## What is being asked
For the word "until", state the number of lines in the data that contain it, and nothing else.

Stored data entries
--
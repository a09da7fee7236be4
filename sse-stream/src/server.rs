//! HTTP server with graceful shutdown

use axum::{Extension, Router};
use std::future::Future;
use std::net::SocketAddr;
use tokio::net::TcpListener;
use tokio::signal;
use tokio_util::sync::CancellationToken;
use tower_http::{
    catch_panic::CatchPanicLayer,
    cors::CorsLayer,
    trace::{DefaultMakeSpan, DefaultOnResponse, TraceLayer},
};

use crate::{config::Config, error::Result};

/// Server instance
///
/// Every request carries a [`CancellationToken`] extension that is cancelled
/// when shutdown starts, so open event streams end and graceful shutdown
/// does not wait on them forever.
pub struct Server {
    config: Config,
}

impl Server {
    /// Create a new server instance
    pub fn new(config: Config) -> Self {
        Self { config }
    }

    /// Run the server with the given router until SIGINT or SIGTERM
    pub async fn serve(self, app: Router) -> Result<()> {
        let addr = SocketAddr::from(([0, 0, 0, 0], self.config.service.port));
        let listener = TcpListener::bind(&addr).await?;
        self.serve_on(listener, app, shutdown_signal()).await
    }

    /// Run the server on an already bound listener until `shutdown` resolves
    pub async fn serve_on<F>(self, listener: TcpListener, app: Router, shutdown: F) -> Result<()>
    where
        F: Future<Output = ()> + Send + 'static,
    {
        let addr = listener.local_addr()?;
        tracing::info!("Starting {} on {}", self.config.service.name, addr);
        self.log_stream_config();

        let streams = CancellationToken::new();

        // Layers are applied in reverse order (bottom layer is innermost)
        let app = app
            .layer(Extension(streams.clone()))
            .layer(CorsLayer::permissive())
            .layer(
                TraceLayer::new_for_http()
                    .make_span_with(DefaultMakeSpan::new().include_headers(true))
                    .on_response(DefaultOnResponse::new().include_headers(true)),
            )
            .layer(CatchPanicLayer::new());

        tracing::info!("Server listening on {}", addr);

        axum::serve(listener, app)
            .with_graceful_shutdown(async move {
                shutdown.await;
                tracing::info!("Cancelling open event streams");
                streams.cancel();
            })
            .await?;

        tracing::info!("Server shutdown complete");

        Ok(())
    }

    fn log_stream_config(&self) {
        let sse = &self.config.sse;
        tracing::info!("Event stream configuration:");
        match sse.keep_alive_interval() {
            Some(interval) => tracing::info!("  - Keep-alive: every {} seconds", interval.as_secs()),
            None => tracing::info!("  - Keep-alive: disabled"),
        }
        tracing::info!("  - Require flush: {}", sse.require_flush);
        tracing::info!("  - Flush after ping: {}", sse.flush_after_ping);
        tracing::info!("  - Write buffer: {} bytes", sse.write_buffer_bytes);
    }

    /// Get the configuration
    pub fn config(&self) -> &Config {
        &self.config
    }
}

/// Wait for shutdown signal (SIGTERM or SIGINT)
async fn shutdown_signal() {
    let ctrl_c = async {
        if let Err(e) = signal::ctrl_c().await {
            tracing::error!("Failed to install Ctrl+C handler: {}", e);
            std::future::pending::<()>().await;
        }
    };

    #[cfg(unix)]
    let terminate = async {
        match signal::unix::signal(signal::unix::SignalKind::terminate()) {
            Ok(mut sigterm) => {
                sigterm.recv().await;
            }
            Err(e) => {
                tracing::error!("Failed to install SIGTERM handler: {}", e);
                std::future::pending::<()>().await;
            }
        }
    };

    #[cfg(not(unix))]
    let terminate = std::future::pending::<()>();

    tokio::select! {
        _ = ctrl_c => {
            tracing::info!("Received SIGINT (Ctrl+C), starting graceful shutdown");
        },
        _ = terminate => {
            tracing::info!("Received SIGTERM, starting graceful shutdown");
        },
    }

    tracing::info!("Shutdown signal received, draining requests...");
}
--
## Answer section
2